Further Advice on China Expansion

In a few weeks, I will be giving a presentation at the Naturally Good Natural Organic & Healthy Products Expo in Sydney.

Ahead of this, Nutra Ingredients-Asia reached out to get some general advice for companies specifically in the health food and supplement space that want to expand their products to China, covering a range of interesting topics.

You can find the full piece on their site here.

I thought that some of the broader advice given is applicable to most companies more generally and so it’d be a good idea to share some of that here.  

Key Obstacles to China Market Entry:

One of the major obstacles we find is that companies have a lack of understanding of the market. You need to not only understand your customer, but also regulations, timing and cultural differences in both business and consumer behaviour.

You also need a clear sales and marketing strategy that goes beyond just ‘selling on key e-commerce platforms’. Really think long term about how you are going to communicate with your Chinese customers, and where your product is to be seen and sold.

The Opportunity in Cross Border E-commerce and other Emerging Sales Channels:

The Chinese E-commerce market is huge, and it’s not going away anytime soon, so it must always be considered as a core sales channel when dealing with China. Many brands have been successful in the past using this channel as a key entry method.

Increasingly we are also seeing an O2O trend emerging, there is a resurgence of combing online platforms with bricks and mortar stores, so establishing a domestic presence is going to be needed for brands that want to have long term success in China.
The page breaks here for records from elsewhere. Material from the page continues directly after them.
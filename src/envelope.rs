//! Decoding of the API's response envelope.
//!
//! Every response has the shape
//!
//! ```json
//! { "meta": { "code": 200, "message": "OK", "details": [], "retryable": false },
//!   "data": { ... } }
//! ```
//!
//! [`decode`] validates the envelope and returns `data`, or the failure the envelope (or the
//! lack of one) describes.

use crate::transport::TransportResponse;
use crate::value::Value;
use crate::{Error, ErrorKind, Result};

/// Message of the error for an empty response body.
pub const NO_RESPONSE: &str = "no response from server";

/// Message of the error for a body that is not JSON.
pub const MALFORMED_RESPONSE: &str = "malformed response from server";

/// Message of the error for an envelope without a usable `meta.code`.
pub const MISSING_META: &str = "response missing meta information";

/// Message of the error for a successful envelope without `data`.
pub const NO_DATA: &str = "no data returned";

/// Returns `true` for `meta.code` values that denote success.
pub fn is_success_code(code: i64) -> bool {
    (200..300).contains(&code)
}

/// Decodes a transport response into the envelope's payload.
///
/// With `raw` set, the body text is returned as a [`Value::String`] without any checks. With
/// `time` set, date/time strings anywhere in the document become [`Value::Timestamp`]s.
///
/// # Errors
///
/// In order of precedence:
/// - empty body: [`NO_RESPONSE`]
/// - body is not JSON: [`MALFORMED_RESPONSE`], code 500
/// - `meta.code` missing or zero: [`MISSING_META`], other `meta` fields kept
/// - `meta.code` outside 2xx: the server's `meta` verbatim ([`ErrorKind::Api`])
/// - `data` missing: [`NO_DATA`]
/// - non-2xx HTTP status: `HTTP code = <status>`
///
/// # Examples
///
/// ```
/// use postmen::envelope::decode;
/// use postmen::transport::TransportResponse;
/// use http::{HeaderMap, StatusCode};
///
/// let response = TransportResponse::new(
///     StatusCode::OK,
///     HeaderMap::new(),
///     r#"{"meta":{"code":200,"message":"OK","details":[]},"data":{"id":"abc"}}"#,
/// );
/// let data = decode(&response, false, false).unwrap();
/// assert_eq!(data.get("id").and_then(|v| v.as_str()), Some("abc"));
/// ```
pub fn decode(response: &TransportResponse, raw: bool, time: bool) -> Result<Value> {
    if raw {
        return Ok(Value::String(response.body.clone()));
    }

    if response.body.is_empty() {
        return Err(Error::decode(NO_RESPONSE));
    }

    let document = parse(&response.body, time)?;
    let Value::Object(mut envelope) = document else {
        return Err(Error::decode(MISSING_META));
    };

    let meta = envelope.remove("meta");
    let data = envelope.remove("data");

    let code = meta.as_ref().and_then(|m| m.get("code")).and_then(Value::as_i64);
    let code = match code {
        Some(code) if code != 0 => code,
        _ => {
            return Err(Error::from_meta(ErrorKind::Decode, meta.as_ref())
                .with_message(MISSING_META)
                .without_code()
                .with_retryable(false)
                .with_data(data));
        }
    };

    if !is_success_code(code) {
        return Err(Error::from_meta(ErrorKind::Api, meta.as_ref()).with_data(data));
    }

    let Some(data) = data else {
        return Err(Error::from_meta(ErrorKind::Decode, meta.as_ref())
            .with_message(NO_DATA)
            .with_retryable(false));
    };

    if !response.is_success() {
        return Err(Error::decode(format!("HTTP code = {}", response.status.as_u16()))
            .with_code(i64::from(response.status.as_u16()))
            .with_data(Some(data)));
    }

    Ok(data)
}

fn parse(body: &str, time: bool) -> Result<Value> {
    let json: serde_json::Value = serde_json::from_str(body).map_err(|e| {
        tracing::error!(error = %e, raw_response = %body, "Failed to parse response body");
        Error::decode(MALFORMED_RESPONSE).with_code(500).with_source(e)
    })?;

    let value = Value::from(json);
    Ok(if time { value.convert_timestamps() } else { value })
}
The Opportunity in Lower Tier Cities:

Huge opportunity remains in the lower tier cities, as these cities will develop significantly over time. Brands that can successfully reach these markets will have an advantage being present earlier on, obviously Tier 1 cities represent the largest markets, and so the number of brands that operate in these markets means that sometimes consumers have almost infinite choice. For example, there are tens of thousands of choices for imported water in Tier 1 cities.

That is not to say that there is no more opportunity in Tier 1 cities, it just highlights that for some companies, there may be good opportunities to expand into lesser known (and often less competitive) markets, depending on your product.

Biggest Risks Entering the Market:

There are many risks that need to be considered, some of the most common are not being fully prepared, falling short on stock, handling of logistics and customs which can often create unexpected issues or setbacks.  Selecting the right partners is also highly important, as is being blinded by the “China is big” opportunity and not realizing that it takes some time to activate and understand the market.

Opportunities in Broader Asia:

Asia more holistically is a great opportunity for Australian brands. Countries like Indonesia, Vietnam, Korea are all huge growth areas, particularly as the middle class change their tastes and awareness around food and nutrition. Most people understand the huge opportunity that exists in the Asia going forward, and Australia is very well positioned to capitalise on these opportunities given our close geographic proximity and our already strong relationships.

The Natural Organic & Healthy Products Expo will be in Sydney on the 29th-30th of April. Hope to see some of you there.